9

— C’est l’heure ?

— Non.

— Mais j’ai faim !

Katherine Hart lâcha un profond soupir. C’était bien d’elle, tomber sur un boulimique !

Malgré sa propension à l’impatience, plutôt rare chez ses semblables, Tessien était un dracomorphe. Ces créatures prétendaient descendre des mythiques dragons ; elles possédaient certains de leurs pouvoirs. Tessien appartenait à la variété des serpents à plumes, très répandus en Occident. Déplié, il mesurait près de vingt mètres. Depuis quatre ans, Katherine et lui travaillaient ensemble dans l’illégalité.

Elle lui faisait presque confiance.

Ils planquaient entre deux entrepôts, sur les docks d’United Oil, à San Francisco.

Leur mission ?

Faire avorter le raid d’une bande de shadowrunners dénoncés par un indic. Tessien adorait manger de l’homme…

— Hart, j’ai vraiment faim !

— Ferme-la ! J’entends du bruit…

— Ce n’est pas trop tôt !

Hart arma son Ingram Valiant.

Il va y avoir de l’action…

Tu parles ! En guise d’action, une projecteur géant s’alluma.

— Rendez-vous ! Vous êtes cernés !

Hart jeta son arme et avança. Tessien la suivit, grognon.

Une escouade de gardes d’Uni Oil…

— Qui êtes-vous ? demanda le chef.

Hart lut son nom sur son badge. Major Fuhito. Le second de Haesslich.

— Nous sommes avec vous, major…

— Personne ne m’a dit que j’aurais des « spéciaux » en renfort. Vous êtes des runners. J’aime mieux être à ma place qu’à la vôtre.

Katherine entendit un bruit d’ailes dans la nuit. Des ailes de dragon… Elle leva les yeux et sourit de soulagement. Leurs ennuis finissaient avant d’avoir commencé.

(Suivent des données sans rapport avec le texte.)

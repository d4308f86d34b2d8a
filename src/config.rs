use std::{net::SocketAddr, time::Duration};

use clap::Parser;

use crate::resources::PGAdminSpec;

/// Command line and environment configuration of the operator
#[derive(Parser, Debug, Clone)]
#[command(name = "pgadmin-operator", version, about = "Reconciles standalone pgAdmin instances")]
pub struct OperatorConfig {
    /// Image used when a PGAdmin does not name one.
    #[arg(long, env = "RELATED_IMAGE_STANDALONE_PGADMIN")]
    pub pgadmin_image: Option<String>,

    /// Field manager for server-side apply and status patches.
    #[arg(long, env = "PGO_FIELD_OWNER", default_value = crate::FIELD_OWNER)]
    pub field_owner: String,

    /// Only watch objects in this namespace.
    #[arg(long, env = "PGO_TARGET_NAMESPACE")]
    pub namespace: Option<String>,

    /// Address of the metrics and diagnostics server.
    #[arg(long, env = "PGO_LISTEN_ADDR", default_value = "0.0.0.0:8080")]
    pub listen: SocketAddr,

    /// Deadline for every request made to the API server.
    #[arg(long, env = "PGO_REQUEST_TIMEOUT_SECS", default_value_t = 30)]
    pub request_timeout_secs: u64,

    /// Emit logs as JSON.
    #[arg(long, env = "PGO_LOG_JSON")]
    pub log_json: bool,
}

impl OperatorConfig {
    pub fn request_timeout(&self) -> Duration {
        Duration::from_secs(self.request_timeout_secs)
    }

    pub fn image_resolver(&self) -> ImageDefaults {
        ImageDefaults {
            standalone_pgadmin: self.pgadmin_image.clone(),
        }
    }
}

/// Picks the container image for a pgAdmin.
pub trait ImageResolver: Send + Sync {
    /// Returns `None` when no image can be determined.
    fn resolve_image(&self, spec: &PGAdminSpec) -> Option<String>;
}

/// Resolves images from the spec first, then from operator-wide defaults.
#[derive(Debug, Clone, Default)]
pub struct ImageDefaults {
    pub standalone_pgadmin: Option<String>,
}

impl ImageResolver for ImageDefaults {
    fn resolve_image(&self, spec: &PGAdminSpec) -> Option<String> {
        [spec.image.as_ref(), self.standalone_pgadmin.as_ref()]
            .into_iter()
            .flatten()
            .find(|image| !image.is_empty())
            .cloned()
    }
}
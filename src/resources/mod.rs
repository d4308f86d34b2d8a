mod pgadmin;
mod postgres_cluster;

pub use pgadmin::*;
pub use postgres_cluster::*;
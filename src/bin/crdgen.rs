use kube::CustomResourceExt;

fn main() -> anyhow::Result<()> {
    let resources = [pgadmin_operator::resources::PGAdmin::crd()];

    for resource in resources {
        println!("---");
        print!("{}", serde_yaml::to_string(&resource)?);
    }

    Ok(())
}
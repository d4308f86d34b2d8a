use std::collections::BTreeMap;

use k8s_openapi::{api::core::v1::Secret, ByteString};
use kube::ResourceExt as _;
use uuid::Uuid;

use super::{merged_labels, user_annotations, Owned, ROLE_PGADMIN};
use crate::{resources::PGAdmin, Result};

pub const SECRET_USERNAME_KEY: &str = "username";
pub const SECRET_PASSWORD_KEY: &str = "password";

/// Name of the Secret holding the pgAdmin login.
pub fn credentials_name(pgadmin: &PGAdmin) -> String {
    pgadmin.prefixed_name("secret")
}

/// The password stored in `existing`, if there is a usable one.
pub fn existing_password(existing: Option<&Secret>) -> Option<ByteString> {
    existing
        .and_then(|secret| secret.data.as_ref())
        .and_then(|data| data.get(SECRET_PASSWORD_KEY))
        .filter(|password| !password.0.is_empty())
        .cloned()
}

/// Fresh random password material.
pub fn generate_password() -> ByteString {
    ByteString(format!("{}{}", Uuid::new_v4().simple(), Uuid::new_v4().simple()).into_bytes())
}

/// The Secret holding the initial pgAdmin login.
pub fn credentials(pgadmin: &PGAdmin, password: ByteString) -> Result<Secret> {
    let Owned { namespace, owner } = Owned::of(pgadmin)?;
    let username = format!("admin@{}.{namespace}.svc", pgadmin.name_any());

    Ok(Secret {
        metadata: meta! {
            owners: vec![owner],
            name: Some(credentials_name(pgadmin)),
            namespace: Some(namespace),
            labels: Some(merged_labels(pgadmin, labels! {
                instance: pgadmin.name_any(),
                super::LABEL_ROLE => ROLE_PGADMIN
            })),
            annotations: user_annotations(pgadmin)
        },
        data: Some(BTreeMap::from([
            (SECRET_USERNAME_KEY.into(), ByteString(username.into_bytes())),
            (SECRET_PASSWORD_KEY.into(), password),
        ])),
        type_: Some("Opaque".into()),

        ..Default::default()
    })
}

— Quel est le problème ? demanda le dragon occidental dès qu’il se fut posé.

Fuhito s’inclina, révérencieux.

— Haesslich-sama, nous avons découvert ces deux runners. Ils se prétendent de notre côté, mais vos ordres ne parlaient pas de soutien. Ces imbéciles croyaient m’avoir…

— Fuhito, je me demande pourquoi je te garde. Fais éteindre Ce projecteur et disparais de ma vue. Les runners peuvent arriver d’un moment à l’autre.

— Alors la femme et le serpent travaillent vraiment pour vous ?

— Bien sûr. Les visiteurs que nous attendons sont plutôt costauds. Trop pour toi, en tout cas. Comme je n’étais pas sûr d’être là…

— Vous auriez pu me prévenir.

Les yeux du dragon luirent de colère.

— Pardon, Haesslich-sama. Je ne mettrai plus en doute vos décisions, c’est promis…

— Au travail, triple buse !

Le major s’éloigna au pas de course.

— Excusez cet abruti, Hart, dit le dragon nommé Haesslich.

— Ce n’est rien… J’ai l’habitude.

— Très bien. Où en êtes-vous de l’opération… hum… principale ? Tout est arrangé ?

— On dirait bien… Le pigeon vole toujours, mais je suis sûre qu’il nous tombera dans le bec.

— Ça vaudrait mieux. Il faut tenir le planning, Hart. C’est essentiel !

Katherine perçut la menace dans le « ton » de la bête. Tessien siffla dangereusement ; elle le calma d’un geste.

— Quand je m’engage à faire un boulot, je le fais ! Inutile d’avoir peur.

— Je n’ai jamais peur…, gronda Haesslich.

Hart ramassa son pistolet-mitrailleur.